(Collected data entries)
// SPDX-License-Identifier: AGPL-3.0
// Foundly Core - Type definitions

use serde::{Deserialize, Serialize};
use std::fmt;
use std::str::FromStr;

/// Lost/found label assigned to an item for display
#[derive(Debug, Clone, Copy, PartialEq, Eq, Hash, Serialize, Deserialize)]
#[serde(rename_all = "lowercase")]
pub enum Classification {
    Lost,
    Found,
}

impl Classification {
    /// Wire value, as stored in the override map
    pub fn as_str(&self) -> &'static str {
        match self {
            Self::Lost => "lost",
            Self::Found => "found",
        }
    }

    /// Get display label for this classification
    pub fn label(&self) -> &'static str {
        match self {
            Self::Lost => "Lost",
            Self::Found => "Found",
        }
    }

    /// Match an already lower-cased value exactly
    pub(crate) fn from_exact(value: &str) -> Option<Self> {
        match value {
            "lost" => Some(Self::Lost),
            "found" => Some(Self::Found),
            _ => None,
        }
    }
}

impl fmt::Display for Classification {
    fn fmt(&self, f: &mut fmt::Formatter<'_>) -> fmt::Result {
        f.write_str(self.as_str())
    }
}

impl FromStr for Classification {
    type Err = AppError;

    fn from_str(s: &str) -> Result<Self, Self::Err> {
        Self::from_exact(&s.trim().to_lowercase())
            .ok_or_else(|| AppError::InvalidConfig(format!("Unknown classification: {}", s)))
    }
}

/// Which classifications a listing should show
#[derive(Debug, Clone, Copy, PartialEq, Eq, Default, Serialize, Deserialize)]
#[serde(rename_all = "lowercase")]
pub enum TypeFilter {
    #[default]
    All,
    Lost,
    Found,
}

impl TypeFilter {
    /// Check if an item with this classification should be shown
    pub fn should_show(&self, classification: Classification) -> bool {
        match self {
            Self::All => true,
            Self::Lost => classification == Classification::Lost,
            Self::Found => classification == Classification::Found,
        }
    }
}

impl FromStr for TypeFilter {
    type Err = AppError;

    fn from_str(s: &str) -> Result<Self, Self::Err> {
        match s.trim().to_lowercase().as_str() {
            "all" => Ok(Self::All),
            "lost" => Ok(Self::Lost),
            "found" => Ok(Self::Found),
            _ => Err(AppError::InvalidConfig(format!("Unknown filter: {}", s))),
        }
    }
}

/// Listing sort order
#[derive(Debug, Clone, Copy, PartialEq, Eq, Default, Serialize, Deserialize)]
#[serde(rename_all = "lowercase")]
pub enum SortOrder {
    /// Most recently posted first
    #[default]
    Newest,
    Oldest,
    /// Alphabetical by item name, case-insensitive
    Name,
}

impl FromStr for SortOrder {
    type Err = AppError;

    fn from_str(s: &str) -> Result<Self, Self::Err> {
        match s.trim().to_lowercase().as_str() {
            "newest" => Ok(Self::Newest),
            "oldest" => Ok(Self::Oldest),
            "name" => Ok(Self::Name),
            _ => Err(AppError::InvalidConfig(format!("Unknown sort order: {}", s))),
        }
    }
}

/// Storage key the override map is persisted under
pub const DEFAULT_OVERRIDE_KEY: &str = "foundly_item_type_map";

/// Application settings (GUI-agnostic)
#[derive(Debug, Clone, PartialEq, Serialize, Deserialize)]
#[serde(rename_all = "camelCase")]
pub struct AppSettings {
    /// Quiet period before a typed search is issued
    #[serde(default = "default_search_debounce_ms")]
    pub search_debounce_ms: u64,
    /// Filter applied when a listing first opens
    #[serde(default)]
    pub default_filter: TypeFilter,
    /// Sort applied when a listing first opens
    #[serde(default)]
    pub default_sort: SortOrder,
    /// Key-value storage key for the override map
    #[serde(default = "default_override_key")]
    pub override_key: String,
}

fn default_search_debounce_ms() -> u64 {
    500
}

fn default_override_key() -> String {
    DEFAULT_OVERRIDE_KEY.to_string()
}

impl Default for AppSettings {
    fn default() -> Self {
        Self {
            search_debounce_ms: default_search_debounce_ms(),
            default_filter: TypeFilter::default(),
            default_sort: SortOrder::default(),
            override_key: default_override_key(),
        }
    }
}

impl AppSettings {
    pub fn search_debounce(&self) -> std::time::Duration {
        std::time::Duration::from_millis(self.search_debounce_ms)
    }
}

/// Error types for the application
#[derive(Debug, thiserror::Error)]
pub enum AppError {
    #[error("File I/O error: {0}")]
    FileIo(String),

    #[error("Serialization error: {0}")]
    Serialization(String),

    #[error("Storage error: {0}")]
    Storage(String),

    #[error("Invalid configuration: {0}")]
    InvalidConfig(String),

    #[error("Item source error: {0}")]
    Source(String),
}

impl From<std::io::Error> for AppError {
    fn from(err: std::io::Error) -> Self {
        AppError::FileIo(err.to_string())
    }
}

impl From<serde_json::Error> for AppError {
    fn from(err: serde_json::Error) -> Self {
        AppError::Serialization(err.to_string())
    }
}

#[cfg(test)]
mod tests {
    use super::*;

    #[test]
    fn test_default_settings() {
        let settings = AppSettings::default();
        assert_eq!(settings.search_debounce_ms, 500);
        assert_eq!(settings.default_filter, TypeFilter::All);
        assert_eq!(settings.override_key, "foundly_item_type_map");
        assert_eq!(settings.search_debounce(), std::time::Duration::from_millis(500));
    }

    #[test]
    fn test_settings_fill_missing_fields() {
        let settings: AppSettings = serde_json::from_str(r#"{"defaultSort":"name"}"#).unwrap();
        assert_eq!(settings.default_sort, SortOrder::Name);
        assert_eq!(settings.search_debounce_ms, 500);
    }

    #[test]
    fn test_classification_parsing() {
        assert_eq!(" LOST ".parse::<Classification>().unwrap(), Classification::Lost);
        assert_eq!("Found".parse::<Classification>().unwrap(), Classification::Found);
        assert!("stolen".parse::<Classification>().is_err());
    }

    #[test]
    fn test_classification_serde() {
        let json = serde_json::to_string(&Classification::Lost).unwrap();
        assert_eq!(json, "\"lost\"");
    }

    #[test]
    fn test_type_filter() {
        assert!(TypeFilter::All.should_show(Classification::Lost));
        assert!(TypeFilter::Found.should_show(Classification::Found));
        assert!(!TypeFilter::Found.should_show(Classification::Lost));
    }
}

▶ [Task description]
Every line in the data that holds "AppError" should be copied out.

▶ [Result of this task]
    type Err = AppError;
            .ok_or_else(|| AppError::InvalidConfig(format!("Unknown classification: {}", s)))
    type Err = AppError;
            _ => Err(AppError::InvalidConfig(format!("Unknown filter: {}", s))),
    type Err = AppError;
            _ => Err(AppError::InvalidConfig(format!("Unknown sort order: {}", s))),
pub enum AppError {
impl From<std::io::Error> for AppError {
        AppError::FileIo(err.to_string())
impl From<serde_json::Error> for AppError {
        AppError::Serialization(err.to_string())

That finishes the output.